Nancy Pelosi (D-CA), Sen. Harry Reid (D-NV), and DNC head Howard Dean have
been working to tamp down the pressures to hold the president accountable
for his crimes and abuses of power by way of impeachment.


For her part, House Speaker Pelosi made it clear after the Democrats won the
House, she would tolerate no talk of impeachment, even reportedly
threatening one-time impeachment advocate Rep. John Conyers (D-MI) with the
denial of his cherished position as chair of the House Judiciary Committee
if he pushed ahead with or accepted bills of impeachment from other House
members.


House leaders and Democratic Party leaders also worked behind the scenes to
kill off grassroots attempts to follow Thomas Jefferson's alternative route
to impeachment by getting state legislatures to pass bicameral impeachment
resolutions.
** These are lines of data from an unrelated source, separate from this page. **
fn sum_display(terms: &[Expr]) -> String {
    sum_of(terms.to_vec()).to_string()
}

/// closing lines: the unsimplified derivative when it differs, then the final result
fn final_steps(raw: &Expr, simplified: &Expr) -> Vec<String> {
    let mut steps = Vec::new();
    if raw != simplified {
        steps.push(format!("Result before simplification: {}", raw));
    }
    steps.push(format!("Final result: {}", simplified));
    steps
}

/// Narration of the first derivative of `tree` with respect to `variable`.
pub fn narrate(tree: &Expr, variable: &str) -> Vec<String> {
    narrate_order(tree, variable, 1)
}

/// Narration of the `order`-th derivative; an order of 0 is treated as 1.
pub fn narrate_order(tree: &Expr, variable: &str, order: usize) -> Vec<String> {
    let chain = tree.derivative_chain(variable, order.max(1));
    narrate_chain(tree, variable, &chain)
}

/// Narration for an already computed derivative chain, as returned by
/// [`Expr::derivative_chain`].
pub(crate) fn narrate_chain(tree: &Expr, variable: &str, chain: &[(Expr, Expr)]) -> Vec<String> {
    let mut steps = vec![
        format!("Original expression: {}", tree),
        format!("Differentiating with respect to {}...", variable),
    ];
    steps.extend(shape_steps(tree, variable));
    let Some(((raw, simplified), intermediate)) = chain.split_last() else {
        steps.push(format!("Final result: {}", tree.simplify()));
        return steps;
    };
    if !intermediate.is_empty() {
        steps.push(format!(
            "Differentiating {} times with respect to {}:",
            chain.len(),
            variable
        ));
        for (k, (_, derivative)) in intermediate.iter().enumerate() {
            steps.push(format!("  derivative of order {}: {}", k + 1, derivative));
        }
    }
    steps.extend(final_steps(raw, simplified));
    steps
}

/// Narration of the partial derivative with respect to `variable`, every other
/// symbol of the tree held constant.
pub fn narrate_partial(tree: &Expr, variable: &str) -> Vec<String> {
    let held: Vec<String> = tree
        .variables_in_order()
        .into_iter()
        .filter(|name| name != variable)
        .collect();
    let raw = tree.diff(variable);
    let simplified = raw.simplify();
    let mut steps = vec![
        format!("Original expression: {}", tree),
        format!("Computing the partial derivative with respect to {}...", variable),
        "Step 1: treat all other variables as constants".to_string(),
    ];
    if held.is_empty() {
        steps.push("Step 2: no other variables are held constant".to_string());
    } else {
        steps.push(format!("Step 2: variables held constant: {}", held.join(", ")));
    }
    steps.extend(shape_steps(tree, variable));
    steps.extend(final_steps(&raw, &simplified));
    steps
}

/// Markdown text on the geometric meaning of the partial derivatives of `expression`.
pub fn geometric_interpretation(expression: &Expression) -> String {
    let tree = match expression.tree() {
        Ok(tree) => tree,
        Err(e) => {
            warn!("no geometric interpretation for '{}': {}", expression, e);
            return INTERPRETATION_PLACEHOLDER.to_string();
        }
    };
    let variables = expression.variables();
    if variables.is_empty() {
        return INTERPRETATION_PLACEHOLDER.to_string();
    }
    let mut text = String::from("### Geometric meaning of the partial derivatives\n\n");
    text.push_str(&format!("For the function f({}) = {}:\n\n", variables.join(", "), tree));
    for var in variables {
        let derivative = tree.diff(var).simplify();
        text.push_str(&format!("#### Partial derivative with respect to {}\n\n", var));
        text.push_str(&format!("∂f/∂{} = {}\n\n", var, derivative));
        text.push_str(&format!(
            "This is the instantaneous rate of change of the function when {var} varies and all \
             other variables are held constant. Geometrically it is the slope of the curve cut \
             from the surface of the function by a plane perpendicular to the {var} axis.\n\n"
        ));
    }
    if variables.len() > 1 {
        let components: Vec<String> = variables.iter().map(|v| format!("∂f/∂{}", v)).collect();
        text.push_str("#### Gradient of the function\n\n");
        text.push_str(&format!(
            "The gradient ∇f is the vector of the partial derivatives: ∇f = ({})\n\n",
            components.join(", ")
        ));
        text.push_str("It has two important properties:\n");
        text.push_str("1. It points in the direction of greatest increase of the function\n");
        text.push_str("2. It is perpendicular to the level curves (surfaces) of the function\n\n");
        text.push_str("The magnitude |∇f| is the rate of that increase.\n");
    }
    text
}

#[cfg(test)]
mod tests {
    use super::*;

    fn parse(text: &str) -> Expr {
        Expr::parse_expression(text).unwrap()
    }

    #[test]
    fn test_shape_precedence() {
        let cases = [
            ("x**2 + 3*x + 1", ExpressionShape::Polynomial),
            ("x*sin(y)", ExpressionShape::Polynomial),
            ("sin(x)*exp(x)", ExpressionShape::Trigonometric),
            ("exp(x)*log(x)", ExpressionShape::Exponential),
            ("log(x**2 + 1)", ExpressionShape::Logarithmic),
            ("x*sqrt(x)", ExpressionShape::Product),
            ("(x + 1)/(x - 1)", ExpressionShape::Rational),
            ("(x + 1)**(-2)", ExpressionShape::Rational),
            ("sqrt(x)", ExpressionShape::General),
            ("tan(x)", ExpressionShape::General),
        ];
        for (text, shape) in cases {
            assert_eq!(ExpressionShape::classify(&parse(text), "x"), shape, "{}", text);
        }
    }

    #[test]
    fn test_polynomial_narration() {
        let steps = narrate(&parse("3*x + x**3 + 1"), "x");
        assert_eq!(steps[0], "Original expression: 3*x + x**3 + 1");
        assert_eq!(steps[1], "Differentiating with respect to x...");
        assert_eq!(steps[2], "Applying the rules for polynomials:");
        let first_term = steps.iter().position(|s| s.starts_with("  d/dx(x**3)")).unwrap();
        let second_term = steps.iter().position(|s| s.starts_with("  d/dx(3*x)")).unwrap();
        assert!(first_term < second_term);
        assert!(steps.contains(&"  d/dx(x**3) = 3*x**2".to_string()));
        assert!(steps.contains(&"Step 3: add up the derivatives of the terms".to_string()));
    }

    #[test]
    fn test_large_power_of_sum_is_not_expanded() {
        let started = std::time::Instant::now();
        let tree = parse("(x + y + z + w)**12");
        let steps = narrate(&tree, "x");
        assert!(steps.iter().any(|s| s.contains("too many terms to list")));
        assert_eq!(steps.last().unwrap(), &format!("Final result: {}", tree.diff("x").simplify()));
        let steps = narrate(&parse("(x + y + z)**11"), "x");
        assert!(steps.contains(&"  d/dx(x**11) = 11*x**10".to_string()));
        assert!(started.elapsed() < std::time::Duration::from_secs(5));
    }

    #[test]
    fn test_composition_flag() {
        let steps = narrate(&parse("sin(x**2)"), "x");
        assert!(steps.iter().any(|s| s.starts_with("Step 3: apply the chain rule")));
        assert!(steps.contains(&"  • d/dx(sin(x)) = cos(x)".to_string()));
        let steps = narrate(&parse("sin(x)"), "x");
        assert!(!steps.iter().any(|s| s.contains("chain rule")));
        let steps = narrate(&parse("exp(2*x)"), "x");
        assert!(steps.iter().any(|s| s.contains("chain rule")));
        let steps = narrate(&parse("log(x)"), "x");
        assert!(steps.contains(&"Step 2: apply the rule: d/dx(ln(u)) = (1/u) · du/dx".to_string()));
        assert!(!steps.iter().any(|s| s.contains("chain rule")));
    }

    #[test]
    fn test_product_and_rational_narration() {
        let steps = narrate(&parse("x*sqrt(x)"), "x");
        assert!(steps.contains(&"Step 1: identify the factors: x, sqrt(x)".to_string()));
        assert!(steps.iter().any(|s| s.starts_with("  d/dx(x) = 1, co-factor: sqrt(x)")));
        let steps = narrate(&parse("(x + 1)/(x - 1)"), "x");
        assert!(steps.contains(&"Step 1: identify numerator (x + 1) and denominator (x - 1)".to_string()));
        assert!(steps.contains(&"  g' = 1".to_string()));
    }

    #[test]
    fn test_final_step_states_result() {
        for text in ["x**2", "sin(x)*cos(x)", "sqrt(x)", "x**x"] {
            let tree = parse(text);
            let steps = narrate(&tree, "x");
            let result = tree.diff("x").simplify();
            assert_eq!(steps.last().unwrap(), &format!("Final result: {}", result));
        }
        let steps = narrate(&parse("5"), "x");
        assert_eq!(steps.last().unwrap(), "Final result: 0");
    }

    #[test]
    fn test_higher_order_narration() {
        let steps = narrate_order(&parse("x**3"), "x", 3);
        assert!(steps.contains(&"  derivative of order 1: 3*x**2".to_string()));
        assert!(steps.contains(&"  derivative of order 2: 6*x".to_string()));
        assert_eq!(steps.last().unwrap(), "Final result: 6");
    }

    #[test]
    fn test_partial_narration() {
        let steps = narrate_partial(&parse("x**2*y + z"), "y");
        assert!(steps.contains(&"Step 1: treat all other variables as constants".to_string()));
        assert!(steps.contains(&"Step 2: variables held constant: x, z".to_string()));
        assert_eq!(steps.last().unwrap(), "Final result: x**2");
    }

    #[test]
    fn test_geometric_interpretation() {
        let expression = Expression::new("x**2 + y**2", &["x", "y"]).unwrap();
        let text = geometric_interpretation(&expression);
        assert!(text.starts_with("### Geometric meaning of the partial derivatives"));
        assert!(text.contains("#### Partial derivative with respect to y"));
        assert!(text.contains("∂f/∂x = 2*x"));
        assert!(text.contains("#### Gradient of the function"));
        let expression = Expression::new("x**2", &["x"]).unwrap();
        assert!(!geometric_interpretation(&expression).contains("Gradient"));
    }
}
#![allow(non_snake_case)]

use crate::Utils::config::{GridConfig, SolverConfig};
use crate::calculus::critical_points::{critical_points_table, find_critical_points, find_critical_points_with};
use crate::calculus::derivative_service::{differentiate, parse, partial_differentiate};
use crate::calculus::derivative_steps::geometric_interpretation;
use crate::calculus::visualization::{AxisRange, gradient_field, prepare_numeric_grid, surface_data};
use crate::symbolic::symbolic_engine::Expr;
use log::error;

#[allow(dead_code)]
pub fn calculus_examples(example: usize) {
    match example {
        0 => {
            // ORDINARY DERIVATIVE WITH STEPS
            let expression = match parse("x**3*sin(x) + 2*x", &["x"]) {
                Ok(expression) => expression,
                Err(e) => {
                    error!("{}", e);
                    return;
                }
            };
            match differentiate(&expression, "x", 1) {
                Ok(result) => {
                    for step in &result.steps {
                        println!("{}", step);
                    }
                    println!("d/dx {} = {}", expression, result.result);
                }
                Err(e) => error!("{}", e),
            }
        }
        1 => {
            // HIGHER ORDER DERIVATIVES
            let Ok(expression) = parse("exp(-x**2)", &["x"]) else {
                return;
            };
            for order in 1..=4 {
                if let Ok(result) = differentiate(&expression, "x", order) {
                    println!("order {}: {}", order, result.result);
                }
            }
        }
        2 => {
            // PARTIAL DERIVATIVES, GRADIENT AND HESSIAN
            let Ok(expression) = parse("x**2*y + exp(x*y)", &["x", "y"]) else {
                return;
            };
            match partial_differentiate(&expression) {
                Ok(result) => {
                    for var in &result.variables {
                        println!("∂f/∂{} = {}", var, result.derivatives[var]);
                        for step in &result.steps[var] {
                            println!("    {}", step);
                        }
                    }
                    println!("hessian = {:?}", result.hessian());
                }
                Err(e) => error!("{}", e),
            }
            println!("{}", geometric_interpretation(&expression));
        }
        3 => {
            // CRITICAL POINTS
            for text in ["x**2 + y**2", "x**2 - y**2", "x**3 + y**3 - 3*x*y", "x**4 - 2*x**2"] {
                let Ok(expression) = parse(text, &[]) else {
                    continue;
                };
                let points = find_critical_points(&expression);
                println!("critical points of {}\n{}", text, critical_points_table(&points));
            }
            // a wider search box
            let config = SolverConfig {
                search_start: -10.0,
                search_end: 10.0,
                search_points: 9,
                ..SolverConfig::default()
            };
            if let Ok(expression) = parse("sin(x)*cos(y)", &["x", "y"]) {
                let points = find_critical_points_with(&expression, &config);
                println!("{}", critical_points_table(&points));
            }
        }
        4 => {
            // GRIDS FOR PLOTTING
            let Ok(tree) = Expr::parse_expression("log(x**2 + y**2)") else {
                return;
            };
            let ranges = vec![AxisRange::new("x", -1.0, 1.0, 5), AxisRange::new("y", -1.0, 1.0, 5)];
            match prepare_numeric_grid(&tree, &ranges) {
                Ok(grid) => println!("values = {}", grid.values),
                Err(e) => error!("{}", e),
            }
            let Ok(expression) = parse("sin(x)*y", &["x", "y"]) else {
                return;
            };
            let config = GridConfig::default();
            if let Ok(surface) = surface_data(&expression, &config) {
                println!("surface of shape {:?}", surface.function.shape());
            }
            if let Ok(field) = gradient_field(&expression, &config) {
                println!("{} arrows", field.arrows(0.2).len());
            }
        }
        _ => {
            println!("no such example");
        }
    }
}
They strong-armed legislative leaders in the senates of both
Washington State and New Mexico to block efforts to put such resolutions to
a floor debate and vote in those two states, and have been working mightily
to block a similar grassroots campaign in Vermont.


But the Democratic Party's efforts to tamp down impeachment efforts are
coming unraveled, courtesy of the ongoing criminality of the Bush
administration, which seems hell-bent on aggrandizing as much executive
power as it possibly can before the clock runs out on Bush's second term of
office.


Democratic state committees, the top party organizations at the state level,
in Oregon and Vermont, have overwhelmingly passed resolutions calling on the
House of Representatives to initiate impeachment proceedings. In Vermont, 38
towns -- roughly a third of those holding annual town meetings this past
month -- voted impeachment resolutions (only six were rejected), and an
effort continues to move forward in both houses of that state's legislature
to introduce and pass a Jeffersonian impeachment resolution to send to the
House in Washington. Other efforts are underway in New Jersey and Maine.
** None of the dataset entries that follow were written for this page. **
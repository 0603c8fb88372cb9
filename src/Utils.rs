//! different utility modules used throughout the project
/// settings of the solver and of the plotting grids, read from TOML
pub mod config;
/// terminal and file logging
pub mod logger;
Republican Senator and potential presidential dark horse Chuck Hagel of
Nebraska has publicly stated that impeachment is a possibility, given the
president's arrogant rejection of public or congressional accountability
with regard to the war in Iraq and other issues.

Rep. Dennis Kucinich (D-OH) has openly talked of submitting a bill of
impeachment.

What's missing in all this has been media attention. In fact, until lately,
the media have pretty much only reported about impeachment in the negative,
running stories when an impeachment resolution gets blocked by a state
legislature, but not when it gets backed by a legislative committee, or by a
Democratic state party organization.

There has not been a scientific poll asking about impeachment sentiment
since last October, when Newsweek Magazine published a poll showing that an
astonishing 51 percent of Americans favored impeachment -- half of those
people even saying it should be a priority for Congress. Now things may be
starting to change. Sen. Hagel's comments on the possibility of impeachment,
first made in a Vanity Fair magazine profile, were reported on ABC, and
impeachment advocate John Nichols was interviewed about impeachment and
Hagel's comment on MSNBC. CNN also ran a story.

That's not much, but it's an indication the ground is shifting.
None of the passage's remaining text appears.